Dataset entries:
-*-

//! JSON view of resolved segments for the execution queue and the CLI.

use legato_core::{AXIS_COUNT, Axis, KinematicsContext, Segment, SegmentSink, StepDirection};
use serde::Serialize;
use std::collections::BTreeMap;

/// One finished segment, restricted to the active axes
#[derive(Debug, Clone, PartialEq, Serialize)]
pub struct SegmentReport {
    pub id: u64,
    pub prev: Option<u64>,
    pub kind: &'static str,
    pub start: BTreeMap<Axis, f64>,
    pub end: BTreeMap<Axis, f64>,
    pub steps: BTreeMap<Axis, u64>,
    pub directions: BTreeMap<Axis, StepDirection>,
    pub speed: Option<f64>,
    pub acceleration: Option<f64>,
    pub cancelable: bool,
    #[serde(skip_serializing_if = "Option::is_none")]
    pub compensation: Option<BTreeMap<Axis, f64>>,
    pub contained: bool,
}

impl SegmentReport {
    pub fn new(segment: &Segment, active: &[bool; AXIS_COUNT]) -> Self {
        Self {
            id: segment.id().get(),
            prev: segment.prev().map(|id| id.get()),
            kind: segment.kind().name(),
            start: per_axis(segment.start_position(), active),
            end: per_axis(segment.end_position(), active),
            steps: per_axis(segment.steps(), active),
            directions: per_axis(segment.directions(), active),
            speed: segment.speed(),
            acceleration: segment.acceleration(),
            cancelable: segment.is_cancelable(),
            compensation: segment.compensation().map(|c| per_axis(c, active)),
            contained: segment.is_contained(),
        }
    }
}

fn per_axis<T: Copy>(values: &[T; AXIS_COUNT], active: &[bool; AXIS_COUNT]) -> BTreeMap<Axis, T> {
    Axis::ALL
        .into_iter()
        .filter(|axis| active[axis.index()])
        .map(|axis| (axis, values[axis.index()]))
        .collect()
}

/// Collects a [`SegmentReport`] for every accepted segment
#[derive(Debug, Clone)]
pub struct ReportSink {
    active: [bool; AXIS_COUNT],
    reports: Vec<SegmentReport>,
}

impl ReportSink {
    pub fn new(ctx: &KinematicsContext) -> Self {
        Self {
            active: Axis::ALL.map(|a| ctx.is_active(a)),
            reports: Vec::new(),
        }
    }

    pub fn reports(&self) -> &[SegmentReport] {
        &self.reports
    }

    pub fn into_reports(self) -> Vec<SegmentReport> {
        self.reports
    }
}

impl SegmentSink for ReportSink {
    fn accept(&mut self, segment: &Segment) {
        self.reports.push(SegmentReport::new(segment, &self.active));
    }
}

-*-

[TASK REQUIREMENTS] Reproduce all lines from the records above that include the word "StepDirection".

[FINISHED TASK]
use legato_core::{AXIS_COUNT, Axis, KinematicsContext, Segment, SegmentSink, StepDirection};
    pub directions: BTreeMap<Axis, StepDirection>,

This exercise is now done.